Hospital-based violence intervention can break cycle of harm


Youth Alive!’s lead intervention specialist Guadalupe Serrano-Lopez with a client. Photo courtesy of Youth Alive!

(NewsNation) — A bullet derailed Paris Davis’ professional sports aspirations. In 2017, he was 22, had played college basketball and was preparing to turn pro and move to Australia when he was shot during a robbery.

“Where I’m from, if somebody hurts you, you hurt them back, right?” he said.

Sitting in a hospital in Oakland, he was thinking about revenge. Then, Davis was referred to the local organization Youth ALIVE!, which works to both interrupt acts of violence and intervene to support victims of violence after they are hurt.

Its program, Caught in the Crossfire, was one of the first in the country to do what’s called “hospital-based violence intervention,” which involves meeting with victims of violence, often at their hospital bedside, to help them escape the urge to retaliate and provide services that will help them recover.

“I had a life coach, intervention specialist come to my home and kind of start talking to me about the services,” Davis said.

The program connected him with resources for crime victims that helped him cover his medical bills and assembled a plan to complete his Bachelor’s Degree.

Eventually, he earned a Master’s and decided to give back to the organization that helped him. He started as an intern with Youth ALIVE! and worked his way up to his current position of intervention director.

Today, similar hospital-based violence intervention programs are active across the country. Unlike street-based violence interruption programs that seek to resolve disputes that can lead to immediate violence, hospital-based programs are designed to heal someone who recently suffered from violence (the cover of Youth ALIVE’s annual report states that “healed people heal people“).

“We try to have our frontline workers meet the patients as soon as possible in the hospital,” said Kyle Fischer, an emergency physician and the policy director at The Health Alliance for Violence Intervention, which advocates for hospital-based violence intervention.

Fischer explained the interventions involve a sustained level of support for those harmed.

“It’s everything from medical care to case management. Whether that’s jobs, education all those things. And then work with them for the next six months to a year, sometimes longer, to make sure that we’re going upstream and addressing all the social determinants of health,” he said.

In June 2019, University Hospitals Rainbow Babies & Children’s Hospital in Cleveland launched the Antifragility Initiative to help the youngest survivors of violence.

Matthew Krock, a trauma social worker who runs coordinates the initiative, jumped at the chance to get involved with the program because of all of the violence he had seen in the city.

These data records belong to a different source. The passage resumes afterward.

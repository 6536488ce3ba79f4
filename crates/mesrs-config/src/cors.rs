/// Origins of the dashboard front-end during development (Vite, then a
/// static server).
pub const DEFAULT_ALLOWED_ORIGINS: &str = "http://localhost:5173,http://localhost:3000";

/// Origins allowed to call the API with credentials, from `ALLOWED_ORIGINS`.
#[derive(Clone, Debug, PartialEq, Eq)]
pub struct CorsConfig {
    pub allowed_origins: Vec<String>,
}

impl CorsConfig {
    pub fn from_env() -> Self {
        let raw = std::env::var("ALLOWED_ORIGINS")
            .unwrap_or_else(|_| DEFAULT_ALLOWED_ORIGINS.to_string());
        Self::from_list(&raw)
    }

    /// Comma separated, blanks and trailing slashes dropped.
    pub fn from_list(raw: &str) -> Self {
        let allowed_origins = raw
            .split(',')
            .map(|origin| origin.trim().trim_end_matches('/'))
            .filter(|origin| !origin.is_empty())
            .map(str::to_string)
            .collect();

        Self { allowed_origins }
    }
}

#[cfg(test)]
mod tests {
    use super::*;

    #[test]
    fn test_origins_are_normalized() {
        let config = CorsConfig::from_list(" https://tableau.mesrs.gov.mr/ ,, http://localhost:5173");
        assert_eq!(
            config.allowed_origins,
            ["https://tableau.mesrs.gov.mr", "http://localhost:5173"]
        );
    }

    #[test]
    fn test_default_list() {
        assert_eq!(
            CorsConfig::from_list(DEFAULT_ALLOWED_ORIGINS).allowed_origins.len(),
            2
        );
    }
}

“(I) always felt kind of limited in my ability to really help people in those positions just because my role was basically to serve them just during their time at the hospital which is usually pretty short. The relationship began and ended at the door,” he said.

The initiative gave him the opportunity to help provide a broader range of services to young people who had been harmed — like screening them for food insecurity or getting them involved in arts programs.

One of his clients was a 15-year-old boy, initially treated for a gunshot wound. Krock provided him and his dad — a single father — with counseling for longer-lasting problems like the teen’s substance abuse following his trauma.

Early research on hospital-based violence intervention has found that programs can reduce the risk of re-injury for those who receive interventions. One study followed 188 minors and adults in Chicago after they were violently injured. People who received services through hospital-based violence intervention were less likely to report being a victim of violence in the six months after their treatment.

But Fischer stressed that not everyone who could benefit from an intervention is in a healthcare setting.

“The biggest limitation is that you need to meet people where they’re at,” he said, adding that some people in need of help will be out in communities or in the criminal justice system.

“It’s not a one-size fits all approach but there are multiple complimentary things you need to do,” he said.

In Davis’s case, the shooting left him “hopeless and lost.” He credits the intervention with helping him find his way after tragedy struck.

“I never was really…academically good in school. So being able to have someone just kind of walk me through that process and kind of just inspire me from their stories, right, similar stories, it helped me,” he also said.